● **The problem**
Every line below should be repeated exactly.

● **Input for this task**
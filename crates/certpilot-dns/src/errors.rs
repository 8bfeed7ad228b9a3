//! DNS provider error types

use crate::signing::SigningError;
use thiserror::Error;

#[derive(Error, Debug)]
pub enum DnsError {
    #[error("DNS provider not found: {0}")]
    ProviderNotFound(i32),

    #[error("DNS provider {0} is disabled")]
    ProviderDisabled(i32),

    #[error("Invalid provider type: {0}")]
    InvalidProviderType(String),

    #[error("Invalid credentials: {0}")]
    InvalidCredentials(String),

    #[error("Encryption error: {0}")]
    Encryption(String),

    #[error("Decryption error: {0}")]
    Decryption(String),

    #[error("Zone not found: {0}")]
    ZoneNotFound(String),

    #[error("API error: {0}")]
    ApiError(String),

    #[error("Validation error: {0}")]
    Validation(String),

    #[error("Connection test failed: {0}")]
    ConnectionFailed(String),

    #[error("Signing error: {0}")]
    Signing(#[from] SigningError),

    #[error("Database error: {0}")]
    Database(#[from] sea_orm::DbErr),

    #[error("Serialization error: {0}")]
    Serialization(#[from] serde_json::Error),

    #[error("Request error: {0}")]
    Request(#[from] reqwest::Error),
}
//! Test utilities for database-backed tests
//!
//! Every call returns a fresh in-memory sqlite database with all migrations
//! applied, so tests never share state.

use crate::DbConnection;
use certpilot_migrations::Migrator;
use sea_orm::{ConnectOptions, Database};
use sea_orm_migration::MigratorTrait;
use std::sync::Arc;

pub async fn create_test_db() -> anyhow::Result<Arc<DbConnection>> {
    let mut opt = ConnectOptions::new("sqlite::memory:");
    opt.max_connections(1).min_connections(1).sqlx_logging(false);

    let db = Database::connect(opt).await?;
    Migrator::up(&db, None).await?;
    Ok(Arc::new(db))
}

● **Solved problem**
filename crates/certpilot-dns/src/errors.rs
repository 8bfeed7ad228b9a3
//! DNS provider error types

use crate::signing::SigningError;
use thiserror::Error;

#[derive(Error, Debug)]
pub enum DnsError {
    #[error("DNS provider not found: {0}")]
    ProviderNotFound(i32),

    #[error("DNS provider {0} is disabled")]
    ProviderDisabled(i32),

    #[error("Invalid provider type: {0}")]
    InvalidProviderType(String),

    #[error("Invalid credentials: {0}")]
    InvalidCredentials(String),

    #[error("Encryption error: {0}")]
    Encryption(String),

    #[error("Decryption error: {0}")]
    Decryption(String),

    #[error("Zone not found: {0}")]
    ZoneNotFound(String),

    #[error("API error: {0}")]
    ApiError(String),

    #[error("Validation error: {0}")]
    Validation(String),

    #[error("Connection test failed: {0}")]
    ConnectionFailed(String),

    #[error("Signing error: {0}")]
    Signing(#[from] SigningError),

    #[error("Database error: {0}")]
    Database(#[from] sea_orm::DbErr),

    #[error("Serialization error: {0}")]
    Serialization(#[from] serde_json::Error),

    #[error("Request error: {0}")]
    Request(#[from] reqwest::Error),
}
//! Test utilities for database-backed tests
//!
//! Every call returns a fresh in-memory sqlite database with all migrations
//! applied, so tests never share state.

use crate::DbConnection;
use certpilot_migrations::Migrator;
use sea_orm::{ConnectOptions, Database};
use sea_orm_migration::MigratorTrait;
use std::sync::Arc;

pub async fn create_test_db() -> anyhow::Result<Arc<DbConnection>> {
    let mut opt = ConnectOptions::new("sqlite::memory:");
    opt.max_connections(1).min_connections(1).sqlx_logging(false);

    let db = Database::connect(opt).await?;
    Migrator::up(&db, None).await?;
    Ok(Arc::new(db))
}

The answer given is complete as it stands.